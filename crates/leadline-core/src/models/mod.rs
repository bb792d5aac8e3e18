pub mod mutation;
pub mod reminder;

pub use leadline_proto::{PushKeys, PushSubscriptionPayload as PushSubscription};
pub use mutation::{MutationKind, MutationStatus, Payload, PendingMutation};
pub use reminder::{ReminderStatus, ReminderTask};

use serde::{Deserialize, Serialize};

/// The signed-in user as reported by the auth provider.
#[derive(Debug, Clone, PartialEq, Eq, Serialize, Deserialize)]
pub struct CurrentUser {
    pub id: String,
    /// Drives UI routing only
    pub role: String,
    #[serde(default)]
    pub email: Option<String>,
}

******************************

== TASK STATEMENT ==
Set all of the entries down again, exactly as they were given.

== EXPECTED ANSWER ==
filename crates/leadline-core/src/models/mod.rs
repository bb792d5aac8e3e18
pub mod mutation;
pub mod reminder;

pub use leadline_proto::{PushKeys, PushSubscriptionPayload as PushSubscription};
pub use mutation::{MutationKind, MutationStatus, Payload, PendingMutation};
pub use reminder::{ReminderStatus, ReminderTask};

use serde::{Deserialize, Serialize};

/// The signed-in user as reported by the auth provider.
#[derive(Debug, Clone, PartialEq, Eq, Serialize, Deserialize)]
pub struct CurrentUser {
    pub id: String,
    /// Drives UI routing only
    pub role: String,
    #[serde(default)]
    pub email: Option<String>,
}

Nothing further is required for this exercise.